## Assigned task
Your job is to copy every line in the material containing the word "Option".

## Dataset content
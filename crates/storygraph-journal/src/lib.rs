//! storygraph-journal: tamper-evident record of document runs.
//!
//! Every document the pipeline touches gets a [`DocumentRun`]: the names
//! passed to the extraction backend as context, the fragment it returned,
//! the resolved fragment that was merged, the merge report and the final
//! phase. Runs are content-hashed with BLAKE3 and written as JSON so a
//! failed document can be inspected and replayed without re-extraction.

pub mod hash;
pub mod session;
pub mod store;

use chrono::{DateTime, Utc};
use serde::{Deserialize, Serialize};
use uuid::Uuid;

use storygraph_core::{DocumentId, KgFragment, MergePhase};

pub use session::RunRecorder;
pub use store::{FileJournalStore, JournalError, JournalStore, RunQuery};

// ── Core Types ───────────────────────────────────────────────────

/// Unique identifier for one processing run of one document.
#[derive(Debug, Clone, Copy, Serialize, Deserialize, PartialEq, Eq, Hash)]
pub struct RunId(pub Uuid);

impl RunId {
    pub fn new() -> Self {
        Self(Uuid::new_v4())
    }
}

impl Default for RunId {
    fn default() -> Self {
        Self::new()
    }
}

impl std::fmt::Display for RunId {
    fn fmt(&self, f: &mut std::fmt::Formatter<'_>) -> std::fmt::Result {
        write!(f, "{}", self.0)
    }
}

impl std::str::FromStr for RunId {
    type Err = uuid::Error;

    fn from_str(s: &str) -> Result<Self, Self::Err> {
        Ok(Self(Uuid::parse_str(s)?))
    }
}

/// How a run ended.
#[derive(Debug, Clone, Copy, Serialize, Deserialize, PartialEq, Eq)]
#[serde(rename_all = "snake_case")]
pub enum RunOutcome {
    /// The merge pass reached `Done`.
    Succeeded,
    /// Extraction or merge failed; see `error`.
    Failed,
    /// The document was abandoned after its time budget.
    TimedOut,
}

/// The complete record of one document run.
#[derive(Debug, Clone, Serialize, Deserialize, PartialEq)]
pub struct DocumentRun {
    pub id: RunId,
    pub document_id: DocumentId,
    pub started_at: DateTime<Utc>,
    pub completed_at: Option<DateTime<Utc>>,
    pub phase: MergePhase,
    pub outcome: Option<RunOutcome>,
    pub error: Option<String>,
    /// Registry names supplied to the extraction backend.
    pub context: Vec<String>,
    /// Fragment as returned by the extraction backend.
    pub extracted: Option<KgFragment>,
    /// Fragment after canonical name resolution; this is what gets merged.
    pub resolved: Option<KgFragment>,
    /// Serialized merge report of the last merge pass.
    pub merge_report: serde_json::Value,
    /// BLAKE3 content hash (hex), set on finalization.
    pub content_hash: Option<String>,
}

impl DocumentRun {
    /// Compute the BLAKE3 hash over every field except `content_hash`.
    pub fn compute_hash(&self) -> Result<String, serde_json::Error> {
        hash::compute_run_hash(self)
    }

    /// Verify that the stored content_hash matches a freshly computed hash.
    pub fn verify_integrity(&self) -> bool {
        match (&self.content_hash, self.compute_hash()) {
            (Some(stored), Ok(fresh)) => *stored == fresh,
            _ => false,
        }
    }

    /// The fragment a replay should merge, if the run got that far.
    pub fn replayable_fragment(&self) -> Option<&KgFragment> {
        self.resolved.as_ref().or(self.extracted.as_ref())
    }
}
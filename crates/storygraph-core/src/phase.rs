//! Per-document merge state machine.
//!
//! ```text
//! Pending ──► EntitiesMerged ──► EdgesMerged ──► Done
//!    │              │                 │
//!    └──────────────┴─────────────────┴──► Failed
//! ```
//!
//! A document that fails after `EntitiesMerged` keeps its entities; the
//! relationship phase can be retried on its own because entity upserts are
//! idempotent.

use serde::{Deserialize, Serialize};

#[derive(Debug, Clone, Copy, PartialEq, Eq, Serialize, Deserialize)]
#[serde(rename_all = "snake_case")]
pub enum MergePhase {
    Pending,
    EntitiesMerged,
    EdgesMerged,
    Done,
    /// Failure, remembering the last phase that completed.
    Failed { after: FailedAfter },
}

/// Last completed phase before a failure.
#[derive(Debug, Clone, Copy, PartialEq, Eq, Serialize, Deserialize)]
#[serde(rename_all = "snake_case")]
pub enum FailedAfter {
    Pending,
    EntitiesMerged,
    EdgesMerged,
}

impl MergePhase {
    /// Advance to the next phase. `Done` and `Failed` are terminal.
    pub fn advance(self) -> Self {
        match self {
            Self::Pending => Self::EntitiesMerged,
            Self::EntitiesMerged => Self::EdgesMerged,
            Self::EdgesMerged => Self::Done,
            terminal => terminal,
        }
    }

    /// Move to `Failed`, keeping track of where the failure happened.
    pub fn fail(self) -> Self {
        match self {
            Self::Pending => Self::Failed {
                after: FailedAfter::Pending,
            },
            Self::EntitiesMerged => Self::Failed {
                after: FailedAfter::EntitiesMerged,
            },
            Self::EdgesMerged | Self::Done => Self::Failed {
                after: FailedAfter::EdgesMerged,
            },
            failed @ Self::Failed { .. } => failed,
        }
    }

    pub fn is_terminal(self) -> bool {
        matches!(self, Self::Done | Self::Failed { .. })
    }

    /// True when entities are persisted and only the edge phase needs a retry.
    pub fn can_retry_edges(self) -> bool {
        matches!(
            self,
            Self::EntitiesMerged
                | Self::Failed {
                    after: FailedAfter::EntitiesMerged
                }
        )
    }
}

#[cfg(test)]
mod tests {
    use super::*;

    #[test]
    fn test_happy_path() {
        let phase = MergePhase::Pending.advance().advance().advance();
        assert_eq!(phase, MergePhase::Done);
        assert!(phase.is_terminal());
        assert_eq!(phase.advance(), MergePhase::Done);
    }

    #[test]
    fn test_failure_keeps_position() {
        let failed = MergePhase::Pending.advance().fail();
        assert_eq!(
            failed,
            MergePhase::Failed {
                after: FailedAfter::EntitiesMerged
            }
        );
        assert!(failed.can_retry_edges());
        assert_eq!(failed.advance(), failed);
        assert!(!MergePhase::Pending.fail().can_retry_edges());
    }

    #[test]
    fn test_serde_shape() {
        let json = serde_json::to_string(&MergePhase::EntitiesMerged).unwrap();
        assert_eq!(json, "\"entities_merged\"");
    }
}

## Your solution
    pub completed_at: Option<DateTime<Utc>>,
    pub outcome: Option<RunOutcome>,
    pub error: Option<String>,
    pub extracted: Option<KgFragment>,
    pub resolved: Option<KgFragment>,
    pub content_hash: Option<String>,
    pub fn replayable_fragment(&self) -> Option<&KgFragment> {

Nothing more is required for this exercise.